IVGCVSW-7526 Upgrade ArmNN to Tensorflow 2.12
When creating a flatbuffers model, we need to provide an empty buffer 0 that is
reserved by tensorflow. When creating empty buffers for inputs and outputs we
can not pass in an empty vector, or tflite will assume that we know how many bytes to
allocate in advance. Instead we need to only pass in the builder.

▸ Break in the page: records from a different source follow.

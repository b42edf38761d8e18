use std::sync::Arc;

use axum::extract::rejection::{JsonRejection, QueryRejection};
use axum::extract::{Extension, Path, Query};
use axum::http::StatusCode;
use axum::routing::{get, patch, post};
use axum::{Json, Router};

use livelum_documents::{DocumentId, DocumentStatus};

use crate::app::routes::common::{self, HandlerResult};
use crate::app::services::AppServices;
use crate::app::{dto, errors};

pub fn router() -> Router {
    Router::new()
        .route("/", post(create_document).get(list_documents))
        .route("/:id", get(get_document).put(update_document).delete(delete_document))
        .route("/:id/status", patch(change_document_status))
}

pub async fn create_document(
    Extension(services): Extension<Arc<AppServices>>,
    body: Result<Json<dto::CreateDocumentRequest>, JsonRejection>,
) -> HandlerResult {
    let body = common::body(body)?;
    let document = common::service(services.documents.create(body.into()).await)?;
    Ok(errors::ok(
        StatusCode::CREATED,
        dto::DocumentResponse::from(&document),
        Some("Documento creado exitosamente"),
    ))
}

pub async fn list_documents(
    Extension(services): Extension<Arc<AppServices>>,
    query: Result<Query<dto::DocumentListQuery>, QueryRejection>,
) -> HandlerResult {
    let criteria = common::criteria(common::query(query)?.into_criteria())?;
    let page = common::service(services.documents.search(criteria).await)?;
    let items = page.items.iter().map(dto::DocumentResponse::from).collect::<Vec<_>>();
    Ok(errors::ok_page(items, page.total))
}

pub async fn get_document(
    Extension(services): Extension<Arc<AppServices>>,
    Path(id): Path<String>,
) -> HandlerResult {
    let id: DocumentId = common::parse_id(&id)?;
    let document = common::service(services.documents.get(id).await)?;
    Ok(errors::ok(StatusCode::OK, dto::DocumentResponse::from(&document), None))
}

pub async fn update_document(
    Extension(services): Extension<Arc<AppServices>>,
    Path(id): Path<String>,
    body: Result<Json<dto::UpdateDocumentRequest>, JsonRejection>,
) -> HandlerResult {
    let id: DocumentId = common::parse_id(&id)?;
    let body = common::body(body)?;
    let document = common::service(services.documents.update(id, body.into()).await)?;
    Ok(errors::ok(
        StatusCode::OK,
        dto::DocumentResponse::from(&document),
        Some("Documento actualizado exitosamente"),
    ))
}

pub async fn change_document_status(
    Extension(services): Extension<Arc<AppServices>>,
    Path(id): Path<String>,
    body: Result<Json<dto::StatusRequest<DocumentStatus>>, JsonRejection>,
) -> HandlerResult {
    let id: DocumentId = common::parse_id(&id)?;
    let body = common::body(body)?;
    let document = common::service(services.documents.change_status(id, body.status).await)?;
    Ok(errors::ok(
        StatusCode::OK,
        dto::DocumentResponse::from(&document),
        Some("Estado del documento actualizado"),
    ))
}

pub async fn delete_document(
    Extension(services): Extension<Arc<AppServices>>,
    Path(id): Path<String>,
) -> HandlerResult {
    let id: DocumentId = common::parse_id(&id)?;
    common::service(services.documents.delete(id).await)?;
    Ok(errors::ok_message("Documento eliminado exitosamente"))
}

* Update libraries in FindTfLite.cmake
* Add nullptr to delegate struct for OpaqueDelegateBuilder
* Fix issue in unit tests where Flatbuffers model was not being parsed by tflite
* Tensorflow 2.12 now includes C++ 17 features. Update our cmake build
to require a compiler to support these features.
* Change minimum cmake in Arm NN to 3.7 as that's the minimum for the
delegate build.
Signed-off-by: Ryan OShea <ryan.oshea3@arm.com>
Signed-off-by: Narumol Prangnawarat <narumol.prangnawarat@arm.com>
Signed-off-by: Colm Donelan <colm.donelan@arm.com>
Change-Id: I7d15b196b8c59b1914f8fc1c4c2f8960630c069c
diff --git a/delegate/src/test/SplitTestHelper.hpp b/delegate/src/test/SplitTestHelper.hpp
index 31fc7d5..3c5f50f 100644
--- a/delegate/src/test/SplitTestHelper.hpp
+++ b/delegate/src/test/SplitTestHelper.hpp
@@ -1,5 +1,5 @@
//
-// Copyright © 2020 Arm Ltd and Contributors. All rights reserved.
+// Copyright © 2020, 2023 Arm Ltd and Contributors. All rights reserved.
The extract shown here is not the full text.